■ **Problem details**:
The answer must be every line from the entries below that includes "timestamp".

■ **Available records**:
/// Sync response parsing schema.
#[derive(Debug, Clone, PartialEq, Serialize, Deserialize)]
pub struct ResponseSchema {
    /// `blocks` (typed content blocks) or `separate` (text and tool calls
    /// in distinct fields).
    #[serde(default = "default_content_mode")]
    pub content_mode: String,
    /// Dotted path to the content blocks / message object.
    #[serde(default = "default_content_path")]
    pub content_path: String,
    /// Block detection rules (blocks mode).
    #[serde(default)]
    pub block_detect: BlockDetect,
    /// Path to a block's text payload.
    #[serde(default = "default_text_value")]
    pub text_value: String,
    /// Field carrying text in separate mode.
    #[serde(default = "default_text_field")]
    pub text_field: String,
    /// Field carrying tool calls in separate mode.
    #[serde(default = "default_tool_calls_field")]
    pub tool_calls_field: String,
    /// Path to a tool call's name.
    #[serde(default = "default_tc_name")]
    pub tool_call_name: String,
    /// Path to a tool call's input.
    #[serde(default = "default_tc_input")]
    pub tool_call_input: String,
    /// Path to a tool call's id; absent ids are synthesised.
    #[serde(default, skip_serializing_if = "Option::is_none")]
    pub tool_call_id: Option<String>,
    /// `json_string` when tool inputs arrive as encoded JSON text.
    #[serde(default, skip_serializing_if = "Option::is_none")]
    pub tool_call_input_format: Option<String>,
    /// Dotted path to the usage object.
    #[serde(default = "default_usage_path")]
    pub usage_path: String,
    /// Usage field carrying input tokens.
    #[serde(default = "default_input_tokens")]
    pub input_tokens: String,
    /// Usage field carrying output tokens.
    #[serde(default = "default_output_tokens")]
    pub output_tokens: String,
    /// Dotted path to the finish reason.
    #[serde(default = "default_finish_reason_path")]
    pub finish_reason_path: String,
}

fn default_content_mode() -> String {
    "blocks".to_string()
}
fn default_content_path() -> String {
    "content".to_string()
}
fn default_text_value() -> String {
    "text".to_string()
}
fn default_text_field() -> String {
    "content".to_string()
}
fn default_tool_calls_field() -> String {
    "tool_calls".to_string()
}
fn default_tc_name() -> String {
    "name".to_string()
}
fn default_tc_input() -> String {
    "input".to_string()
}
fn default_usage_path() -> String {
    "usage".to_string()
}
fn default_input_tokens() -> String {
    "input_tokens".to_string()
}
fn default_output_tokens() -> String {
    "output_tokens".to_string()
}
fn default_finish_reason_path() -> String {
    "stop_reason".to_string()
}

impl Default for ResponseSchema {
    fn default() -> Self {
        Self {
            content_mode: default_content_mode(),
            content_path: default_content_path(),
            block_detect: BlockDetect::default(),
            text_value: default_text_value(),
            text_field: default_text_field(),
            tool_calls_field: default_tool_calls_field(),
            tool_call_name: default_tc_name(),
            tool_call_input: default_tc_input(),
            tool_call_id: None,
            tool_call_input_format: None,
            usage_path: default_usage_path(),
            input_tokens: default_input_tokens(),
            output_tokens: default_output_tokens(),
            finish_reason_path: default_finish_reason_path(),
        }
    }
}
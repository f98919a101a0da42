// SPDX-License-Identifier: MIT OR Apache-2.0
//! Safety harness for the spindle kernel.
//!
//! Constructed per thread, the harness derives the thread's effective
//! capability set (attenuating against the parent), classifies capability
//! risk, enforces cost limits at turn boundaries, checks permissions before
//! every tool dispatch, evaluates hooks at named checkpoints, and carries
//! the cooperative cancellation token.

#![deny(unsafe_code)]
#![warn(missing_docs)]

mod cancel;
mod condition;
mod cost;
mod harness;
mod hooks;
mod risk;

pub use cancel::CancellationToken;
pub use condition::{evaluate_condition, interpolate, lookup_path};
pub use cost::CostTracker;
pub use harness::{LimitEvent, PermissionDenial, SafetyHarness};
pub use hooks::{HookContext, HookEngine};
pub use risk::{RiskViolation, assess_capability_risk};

...

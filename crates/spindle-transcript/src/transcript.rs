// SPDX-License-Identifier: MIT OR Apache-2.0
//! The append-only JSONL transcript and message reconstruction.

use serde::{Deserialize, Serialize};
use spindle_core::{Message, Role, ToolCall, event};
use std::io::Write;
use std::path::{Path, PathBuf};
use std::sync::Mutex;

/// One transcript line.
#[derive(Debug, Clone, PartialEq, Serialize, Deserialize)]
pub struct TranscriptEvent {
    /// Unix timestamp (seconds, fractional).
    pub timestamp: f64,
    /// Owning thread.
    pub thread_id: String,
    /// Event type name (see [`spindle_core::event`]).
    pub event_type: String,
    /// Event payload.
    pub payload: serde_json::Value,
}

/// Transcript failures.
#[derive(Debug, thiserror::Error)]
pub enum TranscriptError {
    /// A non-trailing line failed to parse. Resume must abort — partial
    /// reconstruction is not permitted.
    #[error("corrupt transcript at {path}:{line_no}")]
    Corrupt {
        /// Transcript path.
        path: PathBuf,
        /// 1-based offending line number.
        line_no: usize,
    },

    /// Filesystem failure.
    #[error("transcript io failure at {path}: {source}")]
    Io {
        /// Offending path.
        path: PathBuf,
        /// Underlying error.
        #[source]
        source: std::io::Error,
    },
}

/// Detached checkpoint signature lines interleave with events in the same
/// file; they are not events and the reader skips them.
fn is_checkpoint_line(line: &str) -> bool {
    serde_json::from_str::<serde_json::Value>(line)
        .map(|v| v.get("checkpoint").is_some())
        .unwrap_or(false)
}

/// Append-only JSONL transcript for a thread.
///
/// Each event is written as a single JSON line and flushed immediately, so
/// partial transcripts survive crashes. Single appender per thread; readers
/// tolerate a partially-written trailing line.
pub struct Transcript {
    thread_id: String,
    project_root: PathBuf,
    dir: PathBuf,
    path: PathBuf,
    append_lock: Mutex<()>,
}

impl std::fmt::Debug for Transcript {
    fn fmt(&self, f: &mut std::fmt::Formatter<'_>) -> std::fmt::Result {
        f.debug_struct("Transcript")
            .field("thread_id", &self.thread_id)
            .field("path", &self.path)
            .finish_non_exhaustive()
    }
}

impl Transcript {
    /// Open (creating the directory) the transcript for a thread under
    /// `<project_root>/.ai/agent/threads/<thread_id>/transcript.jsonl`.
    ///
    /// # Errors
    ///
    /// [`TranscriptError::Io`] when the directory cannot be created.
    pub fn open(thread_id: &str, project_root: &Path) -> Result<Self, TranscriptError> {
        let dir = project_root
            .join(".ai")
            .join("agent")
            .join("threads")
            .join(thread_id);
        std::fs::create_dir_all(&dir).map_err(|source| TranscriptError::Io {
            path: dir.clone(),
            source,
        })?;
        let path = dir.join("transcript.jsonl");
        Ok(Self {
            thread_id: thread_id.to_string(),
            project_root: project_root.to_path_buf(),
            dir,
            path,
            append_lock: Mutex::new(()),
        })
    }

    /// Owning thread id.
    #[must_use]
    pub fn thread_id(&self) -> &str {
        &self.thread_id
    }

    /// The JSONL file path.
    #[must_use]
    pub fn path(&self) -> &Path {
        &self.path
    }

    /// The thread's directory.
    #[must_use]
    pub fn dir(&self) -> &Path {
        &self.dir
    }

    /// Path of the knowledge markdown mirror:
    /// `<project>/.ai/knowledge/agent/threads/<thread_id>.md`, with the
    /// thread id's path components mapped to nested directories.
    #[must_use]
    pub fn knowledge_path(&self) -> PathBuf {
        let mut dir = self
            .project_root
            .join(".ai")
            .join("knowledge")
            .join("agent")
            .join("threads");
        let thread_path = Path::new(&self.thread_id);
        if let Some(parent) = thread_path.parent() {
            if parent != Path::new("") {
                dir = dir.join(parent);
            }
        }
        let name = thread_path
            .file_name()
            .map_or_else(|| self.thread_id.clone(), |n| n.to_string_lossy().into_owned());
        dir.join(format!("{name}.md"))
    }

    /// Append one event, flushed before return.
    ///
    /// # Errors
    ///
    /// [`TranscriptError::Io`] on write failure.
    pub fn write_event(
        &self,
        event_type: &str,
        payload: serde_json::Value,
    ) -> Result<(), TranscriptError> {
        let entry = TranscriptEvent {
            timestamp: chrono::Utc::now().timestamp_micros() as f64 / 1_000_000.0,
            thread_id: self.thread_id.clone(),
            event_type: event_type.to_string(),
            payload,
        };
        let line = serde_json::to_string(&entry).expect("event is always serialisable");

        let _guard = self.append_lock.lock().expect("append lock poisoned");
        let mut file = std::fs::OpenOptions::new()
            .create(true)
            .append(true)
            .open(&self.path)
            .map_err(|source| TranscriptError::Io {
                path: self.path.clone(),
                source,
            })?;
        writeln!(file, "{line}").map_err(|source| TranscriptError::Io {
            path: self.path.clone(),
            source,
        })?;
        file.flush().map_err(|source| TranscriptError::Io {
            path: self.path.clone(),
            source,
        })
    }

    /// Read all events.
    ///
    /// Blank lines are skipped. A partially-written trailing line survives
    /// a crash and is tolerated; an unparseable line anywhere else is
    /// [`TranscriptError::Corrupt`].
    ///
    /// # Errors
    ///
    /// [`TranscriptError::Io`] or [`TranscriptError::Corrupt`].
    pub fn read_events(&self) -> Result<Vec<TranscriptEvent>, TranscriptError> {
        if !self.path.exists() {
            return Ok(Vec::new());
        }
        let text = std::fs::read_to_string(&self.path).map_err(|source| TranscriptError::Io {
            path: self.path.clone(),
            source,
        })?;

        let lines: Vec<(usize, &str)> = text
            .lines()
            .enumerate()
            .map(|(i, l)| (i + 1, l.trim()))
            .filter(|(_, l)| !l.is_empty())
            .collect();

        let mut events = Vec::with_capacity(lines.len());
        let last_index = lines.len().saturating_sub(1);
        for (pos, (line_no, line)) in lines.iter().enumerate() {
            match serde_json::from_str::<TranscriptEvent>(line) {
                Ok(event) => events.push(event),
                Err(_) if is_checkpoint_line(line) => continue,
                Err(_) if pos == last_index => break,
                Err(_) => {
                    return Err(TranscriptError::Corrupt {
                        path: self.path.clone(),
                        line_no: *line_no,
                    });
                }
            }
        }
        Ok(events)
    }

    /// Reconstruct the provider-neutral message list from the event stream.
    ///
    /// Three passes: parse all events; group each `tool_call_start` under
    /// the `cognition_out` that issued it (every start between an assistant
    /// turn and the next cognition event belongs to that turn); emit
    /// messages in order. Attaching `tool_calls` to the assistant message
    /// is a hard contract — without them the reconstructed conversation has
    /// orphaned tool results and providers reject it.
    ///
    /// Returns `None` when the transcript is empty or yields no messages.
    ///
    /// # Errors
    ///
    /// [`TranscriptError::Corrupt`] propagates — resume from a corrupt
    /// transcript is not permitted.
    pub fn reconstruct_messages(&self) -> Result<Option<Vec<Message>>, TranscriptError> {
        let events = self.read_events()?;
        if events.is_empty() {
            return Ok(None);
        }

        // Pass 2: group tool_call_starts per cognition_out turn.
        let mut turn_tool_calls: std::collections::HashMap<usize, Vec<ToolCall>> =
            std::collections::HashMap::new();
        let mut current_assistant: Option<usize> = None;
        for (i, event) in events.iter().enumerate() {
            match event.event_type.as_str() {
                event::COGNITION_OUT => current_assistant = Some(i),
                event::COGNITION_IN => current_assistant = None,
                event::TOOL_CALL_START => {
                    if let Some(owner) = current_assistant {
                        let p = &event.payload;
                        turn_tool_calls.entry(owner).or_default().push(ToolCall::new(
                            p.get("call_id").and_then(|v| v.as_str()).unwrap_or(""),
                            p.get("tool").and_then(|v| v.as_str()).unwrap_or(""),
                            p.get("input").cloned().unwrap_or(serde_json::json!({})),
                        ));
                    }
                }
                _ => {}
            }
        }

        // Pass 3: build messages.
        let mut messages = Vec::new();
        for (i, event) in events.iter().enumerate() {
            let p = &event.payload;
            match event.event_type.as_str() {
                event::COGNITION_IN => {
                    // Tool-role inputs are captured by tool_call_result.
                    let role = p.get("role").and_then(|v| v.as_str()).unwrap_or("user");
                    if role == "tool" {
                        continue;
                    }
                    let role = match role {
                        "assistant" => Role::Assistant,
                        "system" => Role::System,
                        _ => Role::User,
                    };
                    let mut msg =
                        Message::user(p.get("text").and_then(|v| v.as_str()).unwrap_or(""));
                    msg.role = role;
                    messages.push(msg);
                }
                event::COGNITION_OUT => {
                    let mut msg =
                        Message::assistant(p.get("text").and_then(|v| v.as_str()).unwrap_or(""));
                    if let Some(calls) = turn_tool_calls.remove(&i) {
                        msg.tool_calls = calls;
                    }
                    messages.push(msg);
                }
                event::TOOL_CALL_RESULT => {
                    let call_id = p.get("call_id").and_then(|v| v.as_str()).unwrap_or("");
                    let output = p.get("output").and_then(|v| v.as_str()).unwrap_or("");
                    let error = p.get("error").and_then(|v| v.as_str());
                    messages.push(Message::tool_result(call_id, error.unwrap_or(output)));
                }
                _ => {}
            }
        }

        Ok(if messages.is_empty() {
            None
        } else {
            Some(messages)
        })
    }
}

■ **The answer**:
    /// Unix timestamp (seconds, fractional).
    pub timestamp: f64,
            timestamp: chrono::Utc::now().timestamp_micros() as f64 / 1_000_000.0,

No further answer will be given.